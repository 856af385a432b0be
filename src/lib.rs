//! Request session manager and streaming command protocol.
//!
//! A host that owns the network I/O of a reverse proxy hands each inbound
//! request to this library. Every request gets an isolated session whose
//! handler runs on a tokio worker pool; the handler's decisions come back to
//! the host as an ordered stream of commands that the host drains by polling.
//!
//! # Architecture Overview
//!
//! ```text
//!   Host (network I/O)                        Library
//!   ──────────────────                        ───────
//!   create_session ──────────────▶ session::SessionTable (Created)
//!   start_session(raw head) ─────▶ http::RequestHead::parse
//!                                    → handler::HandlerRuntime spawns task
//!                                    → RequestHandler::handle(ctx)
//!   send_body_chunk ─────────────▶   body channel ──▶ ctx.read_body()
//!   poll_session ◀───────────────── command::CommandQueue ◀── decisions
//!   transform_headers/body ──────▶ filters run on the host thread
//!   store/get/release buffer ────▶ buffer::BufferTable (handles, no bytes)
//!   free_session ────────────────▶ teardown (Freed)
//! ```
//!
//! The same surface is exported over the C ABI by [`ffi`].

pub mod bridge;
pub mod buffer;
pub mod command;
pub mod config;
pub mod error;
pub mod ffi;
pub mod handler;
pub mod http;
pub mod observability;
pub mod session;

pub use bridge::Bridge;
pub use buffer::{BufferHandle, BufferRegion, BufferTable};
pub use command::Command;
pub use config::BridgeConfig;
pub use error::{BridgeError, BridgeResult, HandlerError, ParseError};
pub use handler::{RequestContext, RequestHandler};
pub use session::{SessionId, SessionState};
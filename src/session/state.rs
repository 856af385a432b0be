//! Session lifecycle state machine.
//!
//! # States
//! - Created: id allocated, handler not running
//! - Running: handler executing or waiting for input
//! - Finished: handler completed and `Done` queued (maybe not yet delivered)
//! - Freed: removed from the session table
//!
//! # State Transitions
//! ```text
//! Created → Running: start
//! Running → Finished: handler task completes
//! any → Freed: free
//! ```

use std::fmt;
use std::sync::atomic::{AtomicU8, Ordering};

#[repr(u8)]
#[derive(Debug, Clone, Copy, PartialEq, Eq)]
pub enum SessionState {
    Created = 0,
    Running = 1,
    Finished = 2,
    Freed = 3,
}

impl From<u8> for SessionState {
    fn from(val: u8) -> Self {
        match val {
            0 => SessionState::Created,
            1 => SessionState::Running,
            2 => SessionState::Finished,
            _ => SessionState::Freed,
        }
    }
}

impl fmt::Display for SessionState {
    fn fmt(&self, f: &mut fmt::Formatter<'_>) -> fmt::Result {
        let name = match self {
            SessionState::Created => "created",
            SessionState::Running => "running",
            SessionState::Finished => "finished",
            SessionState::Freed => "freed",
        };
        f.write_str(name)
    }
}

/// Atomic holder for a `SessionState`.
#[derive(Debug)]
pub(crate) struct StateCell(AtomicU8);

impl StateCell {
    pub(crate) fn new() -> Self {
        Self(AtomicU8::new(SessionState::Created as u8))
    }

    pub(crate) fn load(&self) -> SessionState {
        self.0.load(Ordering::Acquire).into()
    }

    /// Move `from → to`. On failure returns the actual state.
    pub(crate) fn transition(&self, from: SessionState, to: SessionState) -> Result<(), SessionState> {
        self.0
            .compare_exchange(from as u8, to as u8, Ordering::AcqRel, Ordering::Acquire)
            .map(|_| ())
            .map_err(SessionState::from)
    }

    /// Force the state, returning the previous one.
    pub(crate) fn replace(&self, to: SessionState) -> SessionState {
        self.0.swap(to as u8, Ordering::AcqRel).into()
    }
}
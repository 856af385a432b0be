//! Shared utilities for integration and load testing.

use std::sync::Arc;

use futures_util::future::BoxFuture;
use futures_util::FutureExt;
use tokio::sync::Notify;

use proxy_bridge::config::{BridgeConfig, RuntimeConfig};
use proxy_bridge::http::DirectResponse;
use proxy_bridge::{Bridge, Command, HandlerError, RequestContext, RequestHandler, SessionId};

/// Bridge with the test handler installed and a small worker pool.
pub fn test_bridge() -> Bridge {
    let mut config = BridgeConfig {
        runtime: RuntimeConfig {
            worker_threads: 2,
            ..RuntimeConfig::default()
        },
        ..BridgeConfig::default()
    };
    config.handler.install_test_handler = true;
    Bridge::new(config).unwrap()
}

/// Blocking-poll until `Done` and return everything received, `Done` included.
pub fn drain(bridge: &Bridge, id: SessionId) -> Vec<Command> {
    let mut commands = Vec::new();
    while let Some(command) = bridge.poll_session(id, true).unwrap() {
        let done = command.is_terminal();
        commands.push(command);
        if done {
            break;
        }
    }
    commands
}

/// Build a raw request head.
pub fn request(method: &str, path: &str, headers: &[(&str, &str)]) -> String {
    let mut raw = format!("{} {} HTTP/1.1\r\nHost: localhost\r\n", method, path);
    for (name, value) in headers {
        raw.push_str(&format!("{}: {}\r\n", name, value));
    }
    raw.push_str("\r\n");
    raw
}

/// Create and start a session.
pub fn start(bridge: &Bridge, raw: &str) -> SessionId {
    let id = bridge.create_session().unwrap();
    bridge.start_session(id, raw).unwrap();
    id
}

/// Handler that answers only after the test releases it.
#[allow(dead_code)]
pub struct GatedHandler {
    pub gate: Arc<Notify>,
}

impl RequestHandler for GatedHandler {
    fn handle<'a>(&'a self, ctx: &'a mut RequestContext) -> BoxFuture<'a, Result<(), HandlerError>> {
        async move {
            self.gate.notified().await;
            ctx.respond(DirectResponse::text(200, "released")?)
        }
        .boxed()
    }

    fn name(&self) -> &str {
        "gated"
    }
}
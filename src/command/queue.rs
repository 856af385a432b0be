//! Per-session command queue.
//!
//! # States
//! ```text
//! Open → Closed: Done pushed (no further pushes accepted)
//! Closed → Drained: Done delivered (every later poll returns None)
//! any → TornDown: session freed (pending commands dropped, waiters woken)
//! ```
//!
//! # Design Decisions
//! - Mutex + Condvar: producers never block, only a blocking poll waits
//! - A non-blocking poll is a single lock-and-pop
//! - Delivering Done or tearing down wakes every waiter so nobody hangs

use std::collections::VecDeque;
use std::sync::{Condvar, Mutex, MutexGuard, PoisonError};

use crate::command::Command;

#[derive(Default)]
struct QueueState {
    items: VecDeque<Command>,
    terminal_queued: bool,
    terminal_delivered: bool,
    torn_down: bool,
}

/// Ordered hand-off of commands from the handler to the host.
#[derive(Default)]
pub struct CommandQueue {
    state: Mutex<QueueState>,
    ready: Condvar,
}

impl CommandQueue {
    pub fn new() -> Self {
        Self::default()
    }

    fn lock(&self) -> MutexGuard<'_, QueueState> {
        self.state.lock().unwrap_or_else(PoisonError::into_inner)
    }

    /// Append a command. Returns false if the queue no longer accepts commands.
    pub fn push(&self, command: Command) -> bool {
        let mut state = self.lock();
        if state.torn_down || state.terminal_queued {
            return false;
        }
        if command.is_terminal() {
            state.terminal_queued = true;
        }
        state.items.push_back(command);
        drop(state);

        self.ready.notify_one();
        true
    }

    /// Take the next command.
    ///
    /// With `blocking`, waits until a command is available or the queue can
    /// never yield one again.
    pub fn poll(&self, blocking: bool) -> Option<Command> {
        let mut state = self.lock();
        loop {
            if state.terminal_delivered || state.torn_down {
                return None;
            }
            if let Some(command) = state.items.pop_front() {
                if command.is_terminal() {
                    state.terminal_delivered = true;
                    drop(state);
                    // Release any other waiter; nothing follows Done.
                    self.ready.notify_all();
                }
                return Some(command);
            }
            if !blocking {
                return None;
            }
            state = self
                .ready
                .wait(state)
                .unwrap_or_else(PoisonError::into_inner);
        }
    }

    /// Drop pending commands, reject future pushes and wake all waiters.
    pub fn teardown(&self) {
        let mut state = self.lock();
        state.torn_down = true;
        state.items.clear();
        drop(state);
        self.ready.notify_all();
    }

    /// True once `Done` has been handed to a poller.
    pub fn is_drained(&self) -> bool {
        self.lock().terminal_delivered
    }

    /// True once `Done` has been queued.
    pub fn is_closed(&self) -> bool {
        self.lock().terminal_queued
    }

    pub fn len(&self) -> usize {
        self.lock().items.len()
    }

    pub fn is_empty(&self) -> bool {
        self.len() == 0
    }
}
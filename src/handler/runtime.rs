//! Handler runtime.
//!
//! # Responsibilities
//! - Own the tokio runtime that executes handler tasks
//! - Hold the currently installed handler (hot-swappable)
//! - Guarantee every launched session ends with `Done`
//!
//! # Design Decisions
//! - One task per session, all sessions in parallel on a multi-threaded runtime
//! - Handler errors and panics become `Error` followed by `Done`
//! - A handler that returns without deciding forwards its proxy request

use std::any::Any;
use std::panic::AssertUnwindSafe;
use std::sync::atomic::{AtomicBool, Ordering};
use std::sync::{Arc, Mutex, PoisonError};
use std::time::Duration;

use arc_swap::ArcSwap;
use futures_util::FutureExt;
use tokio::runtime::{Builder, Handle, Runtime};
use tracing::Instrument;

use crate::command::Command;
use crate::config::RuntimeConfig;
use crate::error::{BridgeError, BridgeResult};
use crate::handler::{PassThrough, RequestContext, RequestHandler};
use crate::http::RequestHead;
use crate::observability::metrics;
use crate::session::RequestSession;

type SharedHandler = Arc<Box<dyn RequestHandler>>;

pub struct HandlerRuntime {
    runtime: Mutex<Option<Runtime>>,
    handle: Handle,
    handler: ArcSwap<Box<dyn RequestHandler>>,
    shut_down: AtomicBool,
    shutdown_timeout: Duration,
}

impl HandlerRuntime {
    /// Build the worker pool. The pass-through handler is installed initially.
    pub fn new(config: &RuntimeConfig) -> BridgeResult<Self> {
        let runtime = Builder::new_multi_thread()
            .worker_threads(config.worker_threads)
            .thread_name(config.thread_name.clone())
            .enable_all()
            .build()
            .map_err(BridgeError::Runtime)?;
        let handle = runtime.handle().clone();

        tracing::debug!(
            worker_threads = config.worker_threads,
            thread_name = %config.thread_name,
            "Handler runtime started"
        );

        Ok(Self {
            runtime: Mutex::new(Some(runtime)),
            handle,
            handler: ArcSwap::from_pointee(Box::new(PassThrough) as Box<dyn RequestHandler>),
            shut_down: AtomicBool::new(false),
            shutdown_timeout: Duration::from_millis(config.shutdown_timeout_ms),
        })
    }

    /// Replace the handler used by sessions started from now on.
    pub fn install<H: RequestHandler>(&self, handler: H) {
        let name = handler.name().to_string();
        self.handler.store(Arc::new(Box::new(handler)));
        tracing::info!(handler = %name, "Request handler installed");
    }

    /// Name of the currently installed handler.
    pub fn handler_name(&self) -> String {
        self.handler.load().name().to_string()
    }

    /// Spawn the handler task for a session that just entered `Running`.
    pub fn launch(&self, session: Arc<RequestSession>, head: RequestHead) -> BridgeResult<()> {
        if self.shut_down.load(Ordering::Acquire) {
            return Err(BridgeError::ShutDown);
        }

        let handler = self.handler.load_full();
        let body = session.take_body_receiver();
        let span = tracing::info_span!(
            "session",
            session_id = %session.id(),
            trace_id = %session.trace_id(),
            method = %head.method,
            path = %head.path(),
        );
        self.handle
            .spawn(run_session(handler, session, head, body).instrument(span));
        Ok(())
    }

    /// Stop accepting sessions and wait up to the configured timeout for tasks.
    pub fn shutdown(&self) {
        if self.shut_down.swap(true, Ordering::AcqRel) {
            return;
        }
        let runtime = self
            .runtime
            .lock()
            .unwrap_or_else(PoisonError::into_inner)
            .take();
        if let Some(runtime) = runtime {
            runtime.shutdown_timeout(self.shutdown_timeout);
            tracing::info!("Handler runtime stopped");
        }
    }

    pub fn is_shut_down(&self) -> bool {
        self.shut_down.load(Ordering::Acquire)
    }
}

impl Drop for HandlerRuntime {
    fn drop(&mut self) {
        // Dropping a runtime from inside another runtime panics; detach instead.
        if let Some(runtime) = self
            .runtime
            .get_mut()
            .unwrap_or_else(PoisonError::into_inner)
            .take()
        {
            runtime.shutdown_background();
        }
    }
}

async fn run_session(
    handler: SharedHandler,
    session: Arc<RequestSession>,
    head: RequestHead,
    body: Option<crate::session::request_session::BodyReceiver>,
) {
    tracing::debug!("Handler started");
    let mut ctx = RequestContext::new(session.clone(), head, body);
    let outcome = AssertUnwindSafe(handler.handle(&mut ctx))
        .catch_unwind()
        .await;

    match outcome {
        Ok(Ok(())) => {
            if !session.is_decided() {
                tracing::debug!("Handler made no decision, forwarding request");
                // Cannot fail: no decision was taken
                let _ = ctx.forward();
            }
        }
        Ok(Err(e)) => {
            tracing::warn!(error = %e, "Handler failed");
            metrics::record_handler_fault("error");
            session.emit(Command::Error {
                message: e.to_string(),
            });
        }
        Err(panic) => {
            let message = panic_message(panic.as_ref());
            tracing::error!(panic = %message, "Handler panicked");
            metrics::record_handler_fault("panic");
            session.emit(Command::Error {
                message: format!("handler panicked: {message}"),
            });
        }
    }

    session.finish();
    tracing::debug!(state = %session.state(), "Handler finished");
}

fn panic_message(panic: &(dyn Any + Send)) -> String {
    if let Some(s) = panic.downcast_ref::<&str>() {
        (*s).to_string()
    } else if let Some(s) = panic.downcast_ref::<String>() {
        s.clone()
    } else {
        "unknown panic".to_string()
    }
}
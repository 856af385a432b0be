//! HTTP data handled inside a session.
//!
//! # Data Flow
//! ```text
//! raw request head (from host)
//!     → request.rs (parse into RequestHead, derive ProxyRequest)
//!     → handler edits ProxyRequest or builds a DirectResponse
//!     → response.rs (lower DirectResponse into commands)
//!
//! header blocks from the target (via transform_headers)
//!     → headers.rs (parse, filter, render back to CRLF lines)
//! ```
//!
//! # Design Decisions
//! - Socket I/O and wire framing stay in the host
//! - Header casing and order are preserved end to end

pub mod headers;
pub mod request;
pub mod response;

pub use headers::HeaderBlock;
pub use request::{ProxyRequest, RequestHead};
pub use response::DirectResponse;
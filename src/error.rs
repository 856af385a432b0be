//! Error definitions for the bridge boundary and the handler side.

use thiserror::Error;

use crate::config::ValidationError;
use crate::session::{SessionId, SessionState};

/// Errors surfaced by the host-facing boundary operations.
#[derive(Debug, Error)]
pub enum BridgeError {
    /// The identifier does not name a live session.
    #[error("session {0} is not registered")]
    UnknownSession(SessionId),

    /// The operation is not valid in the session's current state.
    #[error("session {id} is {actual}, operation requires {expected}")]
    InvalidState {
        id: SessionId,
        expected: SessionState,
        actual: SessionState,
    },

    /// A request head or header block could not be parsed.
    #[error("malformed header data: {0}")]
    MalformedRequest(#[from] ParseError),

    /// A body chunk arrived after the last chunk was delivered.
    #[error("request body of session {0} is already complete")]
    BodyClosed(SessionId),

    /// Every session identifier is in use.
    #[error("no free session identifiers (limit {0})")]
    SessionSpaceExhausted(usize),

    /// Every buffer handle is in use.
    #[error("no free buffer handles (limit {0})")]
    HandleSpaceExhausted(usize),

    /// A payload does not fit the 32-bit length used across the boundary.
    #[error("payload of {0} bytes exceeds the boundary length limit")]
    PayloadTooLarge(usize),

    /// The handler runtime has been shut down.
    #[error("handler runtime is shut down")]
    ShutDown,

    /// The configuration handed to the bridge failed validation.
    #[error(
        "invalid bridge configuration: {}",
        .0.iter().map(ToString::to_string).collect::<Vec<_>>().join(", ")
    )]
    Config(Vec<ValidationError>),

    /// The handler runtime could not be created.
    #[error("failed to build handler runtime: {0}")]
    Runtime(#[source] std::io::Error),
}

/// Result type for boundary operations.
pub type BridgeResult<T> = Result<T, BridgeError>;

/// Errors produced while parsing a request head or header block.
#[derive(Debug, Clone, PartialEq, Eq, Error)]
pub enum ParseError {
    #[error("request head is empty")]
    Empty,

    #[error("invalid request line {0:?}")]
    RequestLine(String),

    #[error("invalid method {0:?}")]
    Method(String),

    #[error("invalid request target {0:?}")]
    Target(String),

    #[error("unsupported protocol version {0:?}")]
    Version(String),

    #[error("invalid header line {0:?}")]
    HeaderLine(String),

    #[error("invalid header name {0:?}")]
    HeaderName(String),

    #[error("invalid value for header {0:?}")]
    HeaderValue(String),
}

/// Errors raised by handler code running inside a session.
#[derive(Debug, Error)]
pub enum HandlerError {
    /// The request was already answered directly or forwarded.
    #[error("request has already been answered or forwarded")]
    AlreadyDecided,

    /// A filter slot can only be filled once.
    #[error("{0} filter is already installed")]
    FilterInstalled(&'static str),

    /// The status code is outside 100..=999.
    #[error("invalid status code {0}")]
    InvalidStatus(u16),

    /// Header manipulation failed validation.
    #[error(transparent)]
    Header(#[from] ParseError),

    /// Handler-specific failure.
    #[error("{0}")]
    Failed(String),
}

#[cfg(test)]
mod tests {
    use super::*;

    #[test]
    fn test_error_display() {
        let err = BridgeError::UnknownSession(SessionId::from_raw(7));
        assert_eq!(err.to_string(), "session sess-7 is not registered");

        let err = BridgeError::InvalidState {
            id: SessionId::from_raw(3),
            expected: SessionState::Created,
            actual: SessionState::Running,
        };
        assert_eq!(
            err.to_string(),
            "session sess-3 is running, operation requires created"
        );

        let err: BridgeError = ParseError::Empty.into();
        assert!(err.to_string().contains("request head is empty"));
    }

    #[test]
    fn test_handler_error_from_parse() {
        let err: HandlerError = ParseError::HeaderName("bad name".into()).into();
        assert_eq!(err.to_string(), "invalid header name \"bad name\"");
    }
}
......
• EXERCISE DETAILS:
Look through the data above and return exactly the lines from the one that contains "fn lock(&self) ->" to the one that contains "state.items.push_back(command);", inclusive, with nothing else.

• OUTPUT FOR THIS EXERCISE:
    fn lock(&self) -> MutexGuard<'_, QueueState> {
        self.state.lock().unwrap_or_else(PoisonError::into_inner)
    }

    /// Append a command. Returns false if the queue no longer accepts commands.
    pub fn push(&self, command: Command) -> bool {
        let mut state = self.lock();
        if state.torn_down || state.terminal_queued {
            return false;
        }
        if command.is_terminal() {
            state.terminal_queued = true;
        }
        state.items.push_back(command);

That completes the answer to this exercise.